Does no one understand the potentially immeninet, terrifying possiblity of abject failure?!?!
So I asked this mentor lady who regularly helps me sort out life.
It sounds like a great option, Megan. And I don’t see you failing in this – I actually think it really sounds like you. What are you so afraid of?
Fair question, since I’d compulsively asked pretty much everyone who’d give me the time of day.
What are you afraid of? helps you get to the heart of things, especially if you kind of force yourself to keep digging until you find that raw, gut-level thing that’s driving you.
So I stopped to finally answer the question to her:
I’m afraid I’m going to fail. I’m afraid the people I’m recruiting won’t like me, I’m afraid I won’t be smart enough to hack it here, I’m afraid I won’t succeed, that I’ll be found out, exposed as somehow not good enough.
Do you ever have those moments where you finally come to terms with how you really feel, and think, oh GOD, that’s depressing?
And on it’s face, yeah, these are kind of depressing thoughts. But I’m also surprised how much that fear of not being ‘good enough’ seems to resonate with people, people that seem totally, perfectly together from the outside. I wish I spent a little more time asking my friends about this, making more airtime for any of those things they don’t feel quite great about so I could meet those fears with, “yes, me too. I still think you’re amazing.”
In the face of those fears – what if I can’t, what if I don’t succeed, what will people think, I guess the options are pretty simple: Try anyway, or don’t. Risk, or don’t. Put yourself out there, or don’t. Scared as I felt about this new job I also knew I’d be crushed if they called back to say, never mind – we found someone else. I didn’t want to miss my chance, and even if I failed, at least I actually went for something.
So I told the company I was in. I didn’t feel confident, really, but maybe that would develop with time.
Last week I went in to sign paperwork, but first dropped off my friend Ashley and her boyfriend at the airport.
“So are you EXCITED for your new job? ” Ashley asks.
“Um, well. Kind of. I mean, still pretty nervous, I guess. But I’m gonna go sign the papers today. I figured I’d just pop into Idealab on my way back -“
“Wait, Idealab?” says Oliver. “This is an Idealab startup? Why didn’t you lead with THAT?”

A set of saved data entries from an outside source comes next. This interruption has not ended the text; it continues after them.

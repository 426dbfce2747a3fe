//! Rebuilds a sequence's chunk tree from a stream of items, writing each
//! completed chunk as its boundary is crossed — spec §4.6.
//!
//! Grounded in the teacher's `PtNode::chunk_and_save` (`pt.rs`): feed each
//! item's bytes to a rolling hasher, close a chunk when the hasher reports a
//! boundary, and persist it immediately. This module generalizes that single
//! flat pass into the full multi-level cascade the original Noms chunker
//! describes (spec §9): closing a chunk at level `L` appends a `MetaTuple`
//! to level `L+1`, which can itself cross a boundary and cascade further up.
//!
//! The one piece of the original algorithm this module does not attempt is
//! `advanceTo`'s logarithmic reuse of untouched subtrees across a splice —
//! see `DESIGN.md` for why a full replay was chosen instead. Because chunk
//! boundaries are a pure function of byte content (§4.2's determinism
//! invariant), replaying every surviving item still reproduces byte-identical
//! chunks and refs; it is only asymptotically worse, not incorrect.

use std::sync::Arc;

use crate::error::ChunkerError;
use crate::hash::{ChunkConfig, RollingValueHasher};
use crate::schema::SequenceSchema;
use crate::sequence::{LeafSequence, MetaSequence, MetaTuple, SequenceNode};
use crate::store::ValueReadWriter;

enum PendingLevel<S: SequenceSchema> {
    Leaf {
        hasher: RollingValueHasher,
        items: Vec<S::Item>,
    },
    Meta {
        hasher: RollingValueHasher,
        items: Vec<MetaTuple<S>>,
    },
}

impl<S: SequenceSchema> PendingLevel<S> {
    fn is_empty(&self) -> bool {
        match self {
            PendingLevel::Leaf { items, .. } => items.is_empty(),
            PendingLevel::Meta { items, .. } => items.is_empty(),
        }
    }

    fn reset_hasher(&mut self) {
        match self {
            PendingLevel::Leaf { hasher, .. } => hasher.reset(),
            PendingLevel::Meta { hasher, .. } => hasher.reset(),
        }
    }
}

/// Incrementally rebuilds a tree's chunk structure, level by level, from a
/// stream of leaf items — spec §4.6.
pub struct SequenceChunker<S: SequenceSchema> {
    config: ChunkConfig,
    levels: Vec<PendingLevel<S>>,
    /// Absolute ordinal of the next item to be appended at level 0, used to
    /// derive an indexed schema's boundary key without holding the item.
    next_leaf_index: u64,
}

impl<S: SequenceSchema> SequenceChunker<S> {
    pub fn new(config: ChunkConfig) -> Self {
        SequenceChunker {
            config,
            levels: vec![PendingLevel::Leaf {
                hasher: RollingValueHasher::for_level(config, 0),
                items: Vec::new(),
            }],
            next_leaf_index: 0,
        }
    }

    /// Appends one leaf item, closing (and persisting) the current chunk —
    /// and cascading into parent levels — if this item crosses a boundary.
    pub async fn append<R>(&mut self, store: &R, item: S::Item) -> Result<(), ChunkerError>
    where
        R: ValueReadWriter<SequenceNode<S>>,
    {
        let mut buf = Vec::new();
        S::write_item_bytes(&item, &mut buf);

        let crossed = {
            let PendingLevel::Leaf { hasher, items } = &mut self.levels[0] else {
                unreachable!("level 0 is always the leaf level")
            };
            items.push(item);
            hasher.hash_raw(&buf);
            hasher.crossed_boundary()
        };
        self.next_leaf_index += 1;

        if crossed {
            self.flush_level(store, 0).await?;
        }
        Ok(())
    }

    /// Closes the pending chunk at `level`, persists it, and folds the
    /// resulting `MetaTuple` into `level + 1` — cascading further up if that
    /// also crosses a boundary.
    fn flush_level<'a, R>(
        &'a mut self,
        store: &'a R,
        level: usize,
    ) -> std::pin::Pin<Box<dyn std::future::Future<Output = Result<(), ChunkerError>> + 'a>>
    where
        R: ValueReadWriter<SequenceNode<S>>,
    {
        Box::pin(async move {
            let (node, key, num_leaves) = match &mut self.levels[level] {
                PendingLevel::Leaf { items, .. } => {
                    let taken = std::mem::take(items);
                    let n = taken.len() as u64;
                    let start = self.next_leaf_index - n;
                    // Ordered schemas key a chunk by its *largest* item (spec
                    // §3): `search_by_key`/`new_cursor_at_key` pick the
                    // smallest tuple key >= target and descend with no
                    // fallback to the previous tuple, so a tuple keyed by its
                    // minimum would make every non-maximal key in that chunk
                    // un-findable once more than one chunk exists.
                    let key = if S::INDEXED {
                        S::index_key(start)
                    } else {
                        S::item_key(taken.last().expect("just-flushed chunk is non-empty"))
                    };
                    (SequenceNode::Leaf(LeafSequence::new(taken)), key, n)
                }
                PendingLevel::Meta { items, .. } => {
                    let taken = std::mem::take(items);
                    let n: u64 = taken.iter().map(|t| t.num_leaves).sum();
                    let key = taken
                        .last()
                        .expect("just-flushed chunk is non-empty")
                        .key
                        .clone();
                    (SequenceNode::Meta(MetaSequence::new(taken)), key, n)
                }
            };
            self.levels[level].reset_hasher();

            let height = level as u32;
            let child_ref = store.write_value(&node, height).await?;
            tracing::trace!(height, num_leaves, hash = ?child_ref.target_hash, "closed chunk");
            let tuple = MetaTuple::new(child_ref, key, num_leaves).with_cached_child(Arc::new(node));

            if self.levels.len() == level + 1 {
                self.levels.push(PendingLevel::Meta {
                    hasher: RollingValueHasher::for_level(self.config, (level + 1) as u32),
                    items: Vec::new(),
                });
            }

            let mut buf = Vec::new();
            buf.extend_from_slice(tuple.child_ref.target_hash.as_bytes());
            match tuple.key.value() {
                Some(k) => {
                    if let Ok(bytes) = postcard::to_stdvec(k) {
                        buf.extend_from_slice(&bytes);
                    }
                }
                None => {
                    if let crate::value::OrderedKey::Hash(h) = &tuple.key {
                        buf.extend_from_slice(h.as_bytes());
                    }
                }
            }

            let crossed = {
                let PendingLevel::Meta { hasher, items } = &mut self.levels[level + 1] else {
                    unreachable!("level above a flushed level is always a meta level")
                };
                items.push(tuple);
                hasher.hash_raw(&buf);
                hasher.crossed_boundary()
            };
            if crossed {
                self.flush_level(store, level + 1).await?;
            }
            Ok(())
        })
    }

    /// Finalizes the tree: force-flushes every level's remaining pending
    /// content bottom-up, then collapses any chain of single-child meta
    /// nodes at the top — spec §4.6 `Done`.
    ///
    /// The very top chunk is deliberately left unwritten (the "unwrittenCol"
    /// behavior from spec §9): whether it ever needs a persisted `Ref`
    /// depends on what the caller does with it, so writing eagerly here
    /// would risk persisting chunks nothing ends up referencing.
    pub async fn done<R>(mut self, store: &R) -> Result<Arc<SequenceNode<S>>, ChunkerError>
    where
        R: ValueReadWriter<SequenceNode<S>>,
    {
        // Flush every level except whatever ends up being the topmost one —
        // that one is left as the (unwritten) root. `flush_level` can push
        // new, initially-empty levels and can itself cascade a forced flush
        // into the level above, so re-checking `self.levels.len()` each
        // iteration is what lets this loop track a growing stack correctly.
        let mut level = 0;
        while level + 1 < self.levels.len() {
            if !self.levels[level].is_empty() {
                self.flush_level(store, level).await?;
            }
            level += 1;
        }

        let top = self.levels.pop().expect("at least one level always exists");
        let mut root = match top {
            PendingLevel::Leaf { items, .. } => SequenceNode::Leaf(LeafSequence::new(items)),
            PendingLevel::Meta { items, .. } => {
                if items.is_empty() {
                    SequenceNode::Leaf(LeafSequence::new(Vec::new()))
                } else {
                    SequenceNode::Meta(MetaSequence::new(items))
                }
            }
        };

        // Collapse a chain of single-child meta nodes: a root with exactly
        // one child is exactly as tall as it needs to be one level shorter.
        loop {
            let collapsed = match &root {
                SequenceNode::Meta(m) if m.len() == 1 => m.items()[0].cached_child.clone(),
                _ => None,
            };
            match collapsed {
                Some(child) => root = Arc::try_unwrap(child).unwrap_or_else(|arc| (*arc).clone()),
                None => break,
            }
        }

        Ok(Arc::new(root))
    }
}

/// Builds a complete tree from a fresh stream of items — spec §4.6
/// `chunkSequence`, the common case used by a collection's constructors and
/// by `splice` (which replays the untouched prefix/suffix plus the edit).
#[tracing::instrument(skip(store, items))]
pub async fn chunk_sequence<S, R, I>(
    store: &R,
    config: ChunkConfig,
    items: I,
) -> Result<Arc<SequenceNode<S>>, ChunkerError>
where
    S: SequenceSchema,
    R: ValueReadWriter<SequenceNode<S>>,
    I: IntoIterator<Item = S::Item>,
{
    let mut chunker = SequenceChunker::<S>::new(config);
    for item in items {
        chunker.append(store, item).await?;
    }
    chunker.done(store).await
}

Apparently he’d worked with the accelerator that’s funding our group years prior and thought they were great. And they seem to be, inasmuch as you can tell this, 20 hours in.
And I’ve barely met the two co-founders, but they seem great as well. Smart, successful, energetic, strong leaders. I think I’ll really enjoy working with them, and I know I’ll learn volumes. And they’ve made it clear: don’t be afraid to fail here. Ask forgiveness, not permission. We’re not going to micromanage you, we’re going to give you honest, direct feedback along the way to help you grow. But you’ve got a lot of value to add, value that we need.
Now I just have to believe it, and do it.
They told me Day 1 99% of startups fail. I have 7 weeks to do everything I can to help us hit that narrow 1%.